The transformer at the plant about 30 miles north of midtown Manhattan failed on May 9, causing a fire that forced the automatic shutdown.
Cuomo revealed that even after the blaze on the nonnuclear side of the plant was quickly doused, the heat reignited the fire that was again extinguished.
The governor said oil in the transformer had seeped into a holding tank that did not have the capacity to contain all the fluid, which then entered river waters through a discharge drain.
Joseph Martens, commissioner of the state Department of Environmental Protection, said measures were taken to keep the oil from spreading, including setting up booms over an area about 300 feet in diameter in the water.
The cleanup should take a day or two, Cuomo said.
A spokesman for the Nuclear Regulatory Commission said several thousand gallons of oil may have overflowed the transformer moat.
The reactor itself was deemed safe and stable, said Entergy spokesman Jerry Nappi. The plant’s adjacent Unit 2 reactor was not affected and remained in operation.
The Indian Point Energy Center in Buchanan supplies electricity for millions of homes, businesses and public facilities in New York City and Westchester County.
“These situations we take very seriously. Luckily this was not a major situation. But the emergency protocols are very important,” Cuomo said Saturday. “I take nothing lightly when it comes to this plant specifically.”
The transformer at Indian Point 3 takes energy created by the plant and changes the voltage for the grid supplying power to the state.
The blaze, which sent black smoke billowing into the sky, was extinguished by a sprinkler system and on-site personnel, Nappi said.
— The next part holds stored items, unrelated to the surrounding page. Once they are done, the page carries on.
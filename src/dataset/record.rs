//! Record and value types
//!
//! A record is a flat, immutable mapping from unqualified field name to a
//! number or a string. Result rows carry qualified keys and keep column
//! order when serialized.

use std::cmp::Ordering;
use std::collections::BTreeMap;
use std::fmt;

use serde::ser::SerializeMap;
use serde::{Deserialize, Serialize, Serializer};

/// A single field value
#[derive(Debug, Clone, PartialEq, Deserialize)]
#[serde(untagged)]
pub enum FieldValue {
    Number(f64),
    Text(String),
}

impl FieldValue {
    pub fn as_number(&self) -> Option<f64> {
        match self {
            FieldValue::Number(n) => Some(*n),
            FieldValue::Text(_) => None,
        }
    }

    pub fn as_text(&self) -> Option<&str> {
        match self {
            FieldValue::Number(_) => None,
            FieldValue::Text(s) => Some(s),
        }
    }

    /// Total order used for sorting.
    ///
    /// Numbers compare numerically and strings lexically; any number
    /// sorts before any string. Agrees with `write_canonical`: -0.0 and
    /// 0.0 are equal.
    pub fn compare(&self, other: &FieldValue) -> Ordering {
        match (self, other) {
            (FieldValue::Number(a), FieldValue::Number(b)) => {
                a.partial_cmp(b).unwrap_or(Ordering::Equal)
            }
            (FieldValue::Text(a), FieldValue::Text(b)) => a.cmp(b),
            (FieldValue::Number(_), FieldValue::Text(_)) => Ordering::Less,
            (FieldValue::Text(_), FieldValue::Number(_)) => Ordering::Greater,
        }
    }

    /// Appends a canonical, type-tagged encoding of this value.
    ///
    /// Two values produce the same encoding iff they are equal.
    pub fn write_canonical(&self, out: &mut String) {
        match self {
            FieldValue::Number(n) => {
                out.push('n');
                // -0.0 and 0.0 compare equal
                let n = if *n == 0.0 { 0.0 } else { *n };
                out.push_str(&n.to_bits().to_string());
            }
            FieldValue::Text(s) => {
                out.push('s');
                out.push_str(&s.len().to_string());
                out.push(':');
                out.push_str(s);
            }
        }
        out.push(';');
    }
}

impl Serialize for FieldValue {
    fn serialize<S: Serializer>(&self, serializer: S) -> Result<S::Ok, S::Error> {
        match self {
            FieldValue::Number(n) => {
                // Integral values serialize as integers (90.0 -> 90)
                if n.fract() == 0.0 && n.abs() < 9_007_199_254_740_992.0 {
                    serializer.serialize_i64(*n as i64)
                } else {
                    serializer.serialize_f64(*n)
                }
            }
            FieldValue::Text(s) => serializer.serialize_str(s),
        }
    }
}

impl From<f64> for FieldValue {
    fn from(n: f64) -> Self {
        FieldValue::Number(n)
    }
}

impl From<i64> for FieldValue {
    fn from(n: i64) -> Self {
        FieldValue::Number(n as f64)
    }
}

impl From<&str> for FieldValue {
    fn from(s: &str) -> Self {
        FieldValue::Text(s.to_string())
    }
}

impl From<String> for FieldValue {
    fn from(s: String) -> Self {
        FieldValue::Text(s)
    }
}

impl fmt::Display for FieldValue {
    fn fmt(&self, f: &mut fmt::Formatter<'_>) -> fmt::Result {
        match self {
            FieldValue::Number(n) => write!(f, "{}", n),
            FieldValue::Text(s) => write!(f, "{:?}", s),
        }
    }
}

/// One course section or room
#[derive(Debug, Clone, PartialEq, Default, Serialize, Deserialize)]
#[serde(transparent)]
pub struct Record {
    values: BTreeMap<String, FieldValue>,
}

impl Record {
    pub fn new() -> Self {
        Self::default()
    }

    /// Builder-style insert
    pub fn with(mut self, field: impl Into<String>, value: impl Into<FieldValue>) -> Self {
        self.values.insert(field.into(), value.into());
        self
    }

    /// Returns the value of an unqualified field
    pub fn get(&self, field: &str) -> Option<&FieldValue> {
        self.values.get(field)
    }

    pub fn len(&self) -> usize {
        self.values.len()
    }

    pub fn is_empty(&self) -> bool {
        self.values.is_empty()
    }

    pub fn iter(&self) -> impl Iterator<Item = (&str, &FieldValue)> {
        self.values.iter().map(|(k, v)| (k.as_str(), v))
    }
}

impl FromIterator<(String, FieldValue)> for Record {
    fn from_iter<I: IntoIterator<Item = (String, FieldValue)>>(iter: I) -> Self {
        Self {
            values: iter.into_iter().collect(),
        }
    }
}

/// An output row: ordered `(column, value)` pairs
#[derive(Debug, Clone, PartialEq, Default)]
pub struct ResultRow {
    entries: Vec<(String, FieldValue)>,
}

impl ResultRow {
    pub fn new() -> Self {
        Self::default()
    }

    pub fn with_capacity(capacity: usize) -> Self {
        Self {
            entries: Vec::with_capacity(capacity),
        }
    }

    /// Appends a column; the caller keeps keys unique
    pub fn push(&mut self, column: impl Into<String>, value: FieldValue) {
        self.entries.push((column.into(), value));
    }

    pub fn get(&self, column: &str) -> Option<&FieldValue> {
        self.entries
            .iter()
            .find(|(k, _)| k == column)
            .map(|(_, v)| v)
    }

    /// Column names in order
    pub fn columns(&self) -> impl Iterator<Item = &str> {
        self.entries.iter().map(|(k, _)| k.as_str())
    }

    pub fn iter(&self) -> impl Iterator<Item = (&str, &FieldValue)> {
        self.entries.iter().map(|(k, v)| (k.as_str(), v))
    }

    pub fn len(&self) -> usize {
        self.entries.len()
    }

    pub fn is_empty(&self) -> bool {
        self.entries.is_empty()
    }
}

impl Serialize for ResultRow {
    fn serialize<S: Serializer>(&self, serializer: S) -> Result<S::Ok, S::Error> {
        let mut map = serializer.serialize_map(Some(self.entries.len()))?;
        for (k, v) in &self.entries {
            map.serialize_entry(k, v)?;
        }
        map.end()
    }
}

#[cfg(test)]
mod tests {
    use super::*;
    use serde_json::json;

    #[test]
    fn test_value_deserialize() {
        let v: FieldValue = serde_json::from_value(json!(87.5)).unwrap();
        assert_eq!(v, FieldValue::Number(87.5));
        let v: FieldValue = serde_json::from_value(json!("cpsc")).unwrap();
        assert_eq!(v, FieldValue::Text("cpsc".into()));
        assert!(serde_json::from_value::<FieldValue>(json!(true)).is_err());
    }

    #[test]
    fn test_integral_numbers_serialize_as_integers() {
        assert_eq!(serde_json::to_value(FieldValue::Number(90.0)).unwrap(), json!(90));
        assert_eq!(
            serde_json::to_value(FieldValue::Number(1.67)).unwrap(),
            json!(1.67)
        );
    }

    #[test]
    fn test_compare() {
        let a = FieldValue::from(1.0);
        let b = FieldValue::from(2.0);
        assert_eq!(a.compare(&b), Ordering::Less);
        assert_eq!(
            FieldValue::from("b").compare(&FieldValue::from("a")),
            Ordering::Greater
        );
        assert_eq!(a.compare(&FieldValue::from("a")), Ordering::Less);
    }

    #[test]
    fn test_canonical_distinguishes_types() {
        let mut num = String::new();
        FieldValue::from(1.0).write_canonical(&mut num);
        let mut text = String::new();
        FieldValue::from("1").write_canonical(&mut text);
        assert_ne!(num, text);

        let mut zero = String::new();
        FieldValue::from(0.0).write_canonical(&mut zero);
        let mut neg_zero = String::new();
        FieldValue::from(-0.0).write_canonical(&mut neg_zero);
        assert_eq!(zero, neg_zero);
    }

    #[test]
    fn test_compare_signed_zero_equal() {
        let zero = FieldValue::from(0.0);
        let neg_zero = FieldValue::from(-0.0);
        assert_eq!(zero.compare(&neg_zero), Ordering::Equal);
        assert_eq!(neg_zero.compare(&zero), Ordering::Equal);
        assert_eq!(neg_zero.compare(&FieldValue::from(-1.0)), Ordering::Greater);
    }

    #[test]
    fn test_row_preserves_column_order() {
        let mut row = ResultRow::new();
        row.push("courses_dept", FieldValue::from("cpsc"));
        row.push("maxAvg", FieldValue::from(90.0));
        row.push("courses_avg", FieldValue::from(85.25));

        let text = serde_json::to_string(&row).unwrap();
        assert_eq!(text, r#"{"courses_dept":"cpsc","maxAvg":90,"courses_avg":85.25}"#);
        assert_eq!(row.get("maxAvg"), Some(&FieldValue::Number(90.0)));
        assert_eq!(row.get("missing"), None);
    }

    #[test]
    fn test_record_roundtrip_json() {
        let record: Record =
            serde_json::from_value(json!({"dept": "cpsc", "avg": 80})).unwrap();
        assert_eq!(record.get("avg"), Some(&FieldValue::Number(80.0)));
        assert_eq!(record.len(), 2);
    }
}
He said a foam-like substance containing animal protein and fat was used to put out the fire, leaving an oily sheen on the water that does not harm the environment. He said he cannot confirm that fluid from the transformer leaked beyond the holding tank until a probe is conducted.
It was not immediately clear what caused the initial failure.
Officials did not know how long the 1,000-megawatt reactor would be down. Nappi estimated it could be “a few weeks” before Indian Point 3 reopened.
Cuomo said there had been too many emergencies recently involving Indian Point. Unit 3 was shut down Thursday morning for an unrelated issue _ a water leak on the nonnuclear side of the plant.
In March, Unit 3 was shut down for a planned refuelling that took about a month.
Diane Screnci, a spokeswoman for the U.S. Nuclear Regulatory Commission, said an agency inspector was at the site Sunday and the agency would follow up as Indian Point assesses the affected equipment.
She said there was no impact on the public.
The environmental watchdog group Riverkeeper issued a statement Sunday saying the latest Indian Point accident proves that the plant should be closed for good.